It is submitted by Counsel for Mr Zanda that interfering in Mr Zanda’s freedom of movement breaches the United Nations Convention on the Rights of the Child (which is incorporated in its entirely as objects of the Family Law Act 1975) as well as the Convention on the Elimination of all Forms of Racial Discrimination (domestically enacted as the Racial Discrimination Act 1975).
Article 9 of the International Convention on the Rights of the Child provides:
State parties shall ensure that a child shall not be separated from his or her parents against their will except when competent authorities subject to judicial review determine, in accordance with applicable law and procedures, that such separation is necessary for the best interest of the child.
I note that the decision of Cronin J quoted above has dealt specifically with the interplay between International Conventions (whether enacted into domestic law or not) and the Court’s obligation under the Family Law Act 1975 to treat the child’s best interests as the paramount consideration.
I note that no law of the Commonwealth has effected the separation between the children or any of them and either parent. The children are separated from their parents as a consequence of their parent’s own actions. Mr Zanda (and Ms Zanda) left the three eldest children in Lebanon when they travelled to Australia. There is controversy between the parties as to the circumstances by which this occurred and Ms Zanda makes clear that it was her desire that all seven children would travel.
To the extent that the Court represents an arm of executive government it might be suggested that a restraint imposed by this Court which precludes Mr Zanda departing the Commonwealth of Australia and travelling to Lebanon and then taking up residence with the three eldest children may fall within the ambit of article 9 of the International Convention on the Rights of the Child. I reject that assertion and further and to the extent that I may be in error in that regard I am satisfied that the determination of the children’s arrangements in accordance with their best interests (as the International Convention also requires) and appropriate orders are thus made by the Court in aid of jurisdiction do not, subject to affording due process to both parties as has now occurred, infringe upon or fall foul of the Convention.

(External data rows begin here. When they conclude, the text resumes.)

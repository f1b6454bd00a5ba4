//! Compact range representation for overlay masks.
//!
//! Uses `u32` offsets: the overlay only ever scans the trailing,
//! uncommitted block, which is far below 4GB.

/// Half-open byte range `[start, end)` into the uncommitted buffer, tagged
/// with the hiding flag of the matcher that consumed it.
///
/// # Example
/// ```
/// use streammark::TokenRange;
///
/// let input = "**bold";
/// let marker = TokenRange::new(0, 2, true);
/// assert_eq!(marker.slice(input), "**");
/// assert!(marker.hidden);
/// ```
#[derive(Clone, Copy, Debug, PartialEq, Eq, Default)]
pub struct TokenRange {
    pub start: u32,
    pub end: u32,
    /// Characters in this range are dropped from the masked text.
    pub hidden: bool,
}

impl TokenRange {
    /// Create a new range.
    #[inline]
    pub const fn new(start: u32, end: u32, hidden: bool) -> Self {
        Self { start, end, hidden }
    }

    /// Create a range from usize values.
    ///
    /// # Panics
    /// Panics if either value exceeds `u32::MAX`.
    #[inline]
    pub fn from_usize(start: usize, end: usize, hidden: bool) -> Self {
        let (Ok(start), Ok(end)) = (u32::try_from(start), u32::try_from(end)) else {
            panic!("range {start}..{end} exceeds u32 offsets");
        };
        Self { start, end, hidden }
    }

    /// Get the text this range refers to.
    #[inline]
    pub fn slice<'a>(&self, input: &'a str) -> &'a str {
        &input[self.start_usize()..self.end_usize()]
    }

    /// Length of the range in bytes.
    #[inline]
    pub const fn len(&self) -> u32 {
        self.end - self.start
    }

    /// Check if the range is empty.
    #[inline]
    pub const fn is_empty(&self) -> bool {
        self.start == self.end
    }

    #[inline]
    pub const fn start_usize(&self) -> usize {
        self.start as usize
    }

    #[inline]
    pub const fn end_usize(&self) -> usize {
        self.end as usize
    }

    /// Check if this range contains a byte position.
    #[inline]
    pub const fn contains(&self, pos: usize) -> bool {
        pos >= self.start_usize() && pos < self.end_usize()
    }

    /// Check if two ranges share at least one position.
    #[inline]
    pub const fn overlaps(&self, other: &TokenRange) -> bool {
        self.start < other.end && other.start < self.end
    }
}

impl From<TokenRange> for std::ops::Range<usize> {
    #[inline]
    fn from(r: TokenRange) -> Self {
        r.start_usize()..r.end_usize()
    }
}
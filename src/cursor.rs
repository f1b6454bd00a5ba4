//! Char-aware cursor over the uncommitted buffer.
//!
//! The overlay scanner moves either by a matcher's byte length or by one
//! whole character, so the cursor never lands inside a UTF-8 sequence.

use crate::TokenRange;

/// A cursor for left-to-right scanning of a `str`.
///
/// # Example
/// ```
/// use streammark::cursor::Cursor;
///
/// let mut cursor = Cursor::new("héllo");
/// cursor.bump_char();
/// cursor.bump_char();
/// assert_eq!(cursor.offset(), 3);
/// assert_eq!(cursor.rest(), "llo");
/// ```
#[derive(Clone, Copy, Debug)]
pub struct Cursor<'a> {
    input: &'a str,
    pos: usize,
}

impl<'a> Cursor<'a> {
    /// Create a new cursor at the start of `input`.
    #[inline]
    pub fn new(input: &'a str) -> Self {
        Self { input, pos: 0 }
    }

    /// Current byte offset from the start of input.
    #[inline]
    pub fn offset(&self) -> usize {
        self.pos
    }

    /// Number of bytes remaining.
    #[inline]
    pub fn remaining(&self) -> usize {
        self.input.len() - self.pos
    }

    /// Check if cursor is at end of input.
    #[inline]
    pub fn is_eof(&self) -> bool {
        self.pos >= self.input.len()
    }

    /// The unscanned remainder of the input.
    #[inline]
    pub fn rest(&self) -> &'a str {
        &self.input[self.pos..]
    }

    /// Peek the current character without advancing.
    #[inline]
    pub fn peek_char(&self) -> Option<char> {
        self.rest().chars().next()
    }

    /// Advance by `n` bytes. `n` must end on a char boundary.
    #[inline]
    pub fn advance(&mut self, n: usize) {
        debug_assert!(n <= self.remaining());
        debug_assert!(self.input.is_char_boundary(self.pos + n));
        self.pos += n;
    }

    /// Advance past the current character. Returns false at EOF.
    #[inline]
    pub fn bump_char(&mut self) -> bool {
        match self.peek_char() {
            Some(c) => {
                self.pos += c.len_utf8();
                true
            }
            None => false,
        }
    }

    /// Range covering the next `len` bytes, without advancing.
    #[inline]
    pub fn range_ahead(&self, len: usize, hidden: bool) -> TokenRange {
        TokenRange::from_usize(self.pos, self.pos + len, hidden)
    }
}
//! Error types.
//!
//! Malformed or unfinished markdown is never an error: it is exactly what
//! the overlay masks. Errors are limited to bad configuration and misuse
//! of the streaming entry points.

/// Rejected token-series table or feeder configuration.
#[derive(Debug, thiserror::Error)]
pub enum ConfigError {
    #[error("token series `{name}` has no matchers")]
    EmptySeries { name: String },

    #[error("matcher {index} of token series `{series}` can match the empty string")]
    EmptyMatch { series: String, index: usize },

    #[error("matcher {index} of token series `{series}` is not a valid pattern: {source}")]
    InvalidPattern {
        series: String,
        index: usize,
        #[source]
        source: regex::Error,
    },

    #[error("token series `{name}` is defined more than once")]
    DuplicateSeries { name: String },

    #[error("{count} token series exceed the limit of {limit}")]
    TooManySeries { count: usize, limit: usize },

    #[error("token series `{name}` has {count} matchers, the limit is {limit}")]
    TooManyMatchers {
        name: String,
        count: usize,
        limit: usize,
    },

    #[error("batch size must be at least one character")]
    ZeroBatch,

    #[error("invalid token series table: {0}")]
    Json(#[from] serde_json::Error),
}

/// Misuse of a [`MarkdownMachine`](crate::MarkdownMachine).
#[derive(Debug, Clone, Copy, PartialEq, Eq, thiserror::Error)]
pub enum StreamError {
    /// The machine was called again from inside one of its own reporting
    /// callbacks.
    #[error("markdown machine re-entered from a reporting callback")]
    Reentrant,
}
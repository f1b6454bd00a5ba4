//! Token series tables, custom converters and configuration errors.

use std::cell::RefCell;
use std::rc::Rc;

use streammark::{
    BlockKind, BlockToken, ConfigError, MarkdownConverter, MarkdownMachine, Matcher, SeriesTable,
    TokenMatcher, TokenSeries,
};

const STRIKE_TABLE: &str = r#"[
    {"name": "strike", "tokens": [
        {"literal": "~~", "hiding": true},
        {"pattern": "[^~]+", "hiding": false},
        {"literal": "~~", "hiding": true}
    ]}
]"#;

fn pending_view(table: SeriesTable, input: &str) -> String {
    let pending = Rc::new(RefCell::new(String::new()));
    let sink = pending.clone();
    let machine = MarkdownMachine::builder(table)
        .on_in_processing_content(move |html| *sink.borrow_mut() = html.to_string())
        .build();
    machine.eat(input).unwrap();
    let view = pending.borrow().clone();
    view
}

#[test]
fn test_json_table_masks_strikethrough() {
    let table = SeriesTable::from_json(STRIKE_TABLE).unwrap();
    assert_eq!(
        pending_view(table.clone(), "~~gone"),
        "<p><span class=\"uncertain\">gone</span></p>\n"
    );
    assert_eq!(pending_view(table, "~~gone~~"), "<p><del>gone</del></p>\n");
}

#[test]
fn test_json_table_ignores_default_series() {
    let table = SeriesTable::from_json(STRIKE_TABLE).unwrap();
    assert_eq!(pending_view(table, "**raw"), "<p>**raw</p>\n");
}

#[test]
fn test_empty_table_masks_nothing() {
    let table = SeriesTable::new(vec![]).unwrap();
    assert_eq!(pending_view(table, "[half"), "<p>[half</p>\n");
}

#[test]
fn test_visible_only_series_wraps_without_hiding() {
    let table = SeriesTable::new(vec![TokenSeries::new(
        "mention",
        vec![
            Matcher::visible(TokenMatcher::literal("@")),
            Matcher::visible(TokenMatcher::pattern("[a-z]+").unwrap()),
            Matcher::hidden(TokenMatcher::literal(" ")),
        ],
    )])
    .unwrap();
    assert_eq!(
        pending_view(table, "hi @bob"),
        "<p>hi <span class=\"uncertain\">@bob</span></p>\n"
    );
}

#[test]
fn test_error_messages() {
    let err = SeriesTable::new(vec![TokenSeries::new("bare", vec![])]).unwrap_err();
    assert_eq!(err.to_string(), "token series `bare` has no matchers");

    let err = SeriesTable::from_json(
        r#"[{"name": "loose", "tokens": [{"pattern": "x?", "hiding": true}]}]"#,
    )
    .unwrap_err();
    assert_eq!(
        err.to_string(),
        "matcher 0 of token series `loose` can match the empty string"
    );
}

#[test]
fn test_json_missing_hiding_flag() {
    let err = SeriesTable::from_json(r#"[{"name": "x", "tokens": [{"literal": "x"}]}]"#)
        .unwrap_err();
    assert!(matches!(err, ConfigError::Json(_)));
}

#[test]
fn test_too_many_series() {
    let series = (0..=streammark::limits::MAX_SERIES)
        .map(|i| TokenSeries::new(format!("s{i}"), vec![Matcher::hidden(TokenMatcher::literal("x"))]))
        .collect();
    let err = SeriesTable::new(series).unwrap_err();
    assert!(matches!(err, ConfigError::TooManySeries { .. }));
}

/// Treats every line as a block and renders it upper-cased.
struct LineConverter;

impl MarkdownConverter for LineConverter {
    fn parse_blocks(&self, text: &str) -> Vec<BlockToken> {
        text.split_inclusive('\n')
            .map(|line| BlockToken::new(BlockKind::Paragraph, line))
            .collect()
    }

    fn render(&self, text: &str) -> String {
        text.to_uppercase()
    }
}

#[test]
fn test_custom_converter() {
    let processed: Rc<RefCell<Vec<String>>> = Rc::default();
    let pending = Rc::new(RefCell::new(String::new()));
    let (p, q) = (processed.clone(), pending.clone());
    let machine = MarkdownMachine::builder(SeriesTable::default())
        .converter(LineConverter)
        .on_processed_content(move |html| p.borrow_mut().push(html.to_string()))
        .on_in_processing_content(move |html| *q.borrow_mut() = html.to_string())
        .build();

    machine.eat("one\ntwo\n_thr").unwrap();
    assert_eq!(*processed.borrow(), ["ONE\n", "TWO\n"]);
    assert_eq!(*pending.borrow(), "<SPAN CLASS=\"UNCERTAIN\">THR</SPAN>");
}
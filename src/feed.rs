//! Paced chunk delivery.
//!
//! Replays a finished text as a stream: fixed-size batches with a delay
//! in between, cancellable at any point. Chunks already delivered stay
//! delivered.

use std::sync::Arc;
use std::sync::atomic::{AtomicBool, Ordering};
use std::thread;
use std::time::Duration;

use tracing::debug;

use crate::error::ConfigError;

/// Batch size in characters and delay between batches.
#[derive(Debug, Clone, Copy, PartialEq, Eq)]
pub struct FeedConfig {
    pub batch_size: usize,
    pub rate: Duration,
}

impl Default for FeedConfig {
    fn default() -> Self {
        Self {
            batch_size: 4,
            rate: Duration::from_millis(30),
        }
    }
}

/// Stops a running [`ChunkFeeder::feed`]. Cloneable and `Send`.
#[derive(Debug, Clone, Default)]
pub struct CancelHandle(Arc<AtomicBool>);

impl CancelHandle {
    pub fn cancel(&self) {
        self.0.store(true, Ordering::Release);
    }

    pub fn is_cancelled(&self) -> bool {
        self.0.load(Ordering::Acquire)
    }

    fn rearm(&self) {
        self.0.store(false, Ordering::Release);
    }
}

/// How a feed ended.
#[derive(Debug, Clone, Copy, PartialEq, Eq)]
pub enum FeedOutcome {
    Completed { delivered: usize },
    Cancelled { delivered: usize },
}

/// Splits text into batches and delivers them on a schedule.
#[derive(Debug, Clone)]
pub struct ChunkFeeder {
    config: FeedConfig,
    cancel: CancelHandle,
}

impl ChunkFeeder {
    pub fn new(config: FeedConfig) -> Result<Self, ConfigError> {
        if config.batch_size == 0 {
            return Err(ConfigError::ZeroBatch);
        }
        Ok(Self {
            config,
            cancel: CancelHandle::default(),
        })
    }

    #[inline]
    pub fn config(&self) -> FeedConfig {
        self.config
    }

    pub fn cancel_handle(&self) -> CancelHandle {
        self.cancel.clone()
    }

    /// Batches of `text` without pacing.
    pub fn chunks<'a>(&self, text: &'a str) -> Chunks<'a> {
        Chunks {
            rest: text,
            batch_size: self.config.batch_size,
        }
    }

    /// Deliver `text` batch by batch to `deliver(chunk, has_more)`.
    ///
    /// Starting a feed clears an earlier cancellation. Cancelling stops
    /// before the next batch; a pending delay is not interrupted.
    pub fn feed<F>(&self, text: &str, mut deliver: F) -> FeedOutcome
    where
        F: FnMut(&str, bool),
    {
        self.cancel.rearm();
        let mut delivered = 0;

        for (chunk, has_more) in self.chunks(text) {
            if self.cancel.is_cancelled() {
                debug!(delivered, "feed cancelled");
                return FeedOutcome::Cancelled { delivered };
            }
            deliver(chunk, has_more);
            delivered += 1;
            if has_more && !self.config.rate.is_zero() {
                thread::sleep(self.config.rate);
            }
        }

        FeedOutcome::Completed { delivered }
    }
}

/// Iterator over `(chunk, has_more)` pairs. Never splits a character.
#[derive(Debug, Clone)]
pub struct Chunks<'a> {
    rest: &'a str,
    batch_size: usize,
}

impl<'a> Iterator for Chunks<'a> {
    type Item = (&'a str, bool);

    fn next(&mut self) -> Option<Self::Item> {
        if self.rest.is_empty() {
            return None;
        }
        let split = self
            .rest
            .char_indices()
            .nth(self.batch_size)
            .map_or(self.rest.len(), |(i, _)| i);
        let (chunk, rest) = self.rest.split_at(split);
        self.rest = rest;
        Some((chunk, !rest.is_empty()))
    }
}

To that end the interference is necessary to allow the address of the children’s best interests.
The Orders that I propose to make will, in fact, ensure that the three eldest children are not separated from either parent or their siblings as those children will be delivered into the Commonwealth of Australia where both parents (and the four youngest children) are presently.
The position advanced by Mr Zanda would ensure (if he were to return to Lebanon and then reside with the three eldest children while Ms Zanda remained in Australia with the four youngest children) that:
a)The three eldest children were separated from Ms Zanda;
b)The four youngest children were separated from Mr Zanda; and
c)The seven children were separated from each other.
Further by reference to the High Court’s decision in the Attorney-General (Vic); Ex rel Black v Commonwealth of Australia (DOGS Case) (1981) 146 CLR 559, I am satisfied that that one would only infringe upon Article 9 if the Order restraining Mr Zanda’s right of freedom of movement was purposive rather than effective.
As regards the Convention on the Elimination of all Forms of Racial Discrimination it is suggested that a restraint upon Mr Zanda’s freedom of movement would infringe Articles 5 and 6 of the Convention.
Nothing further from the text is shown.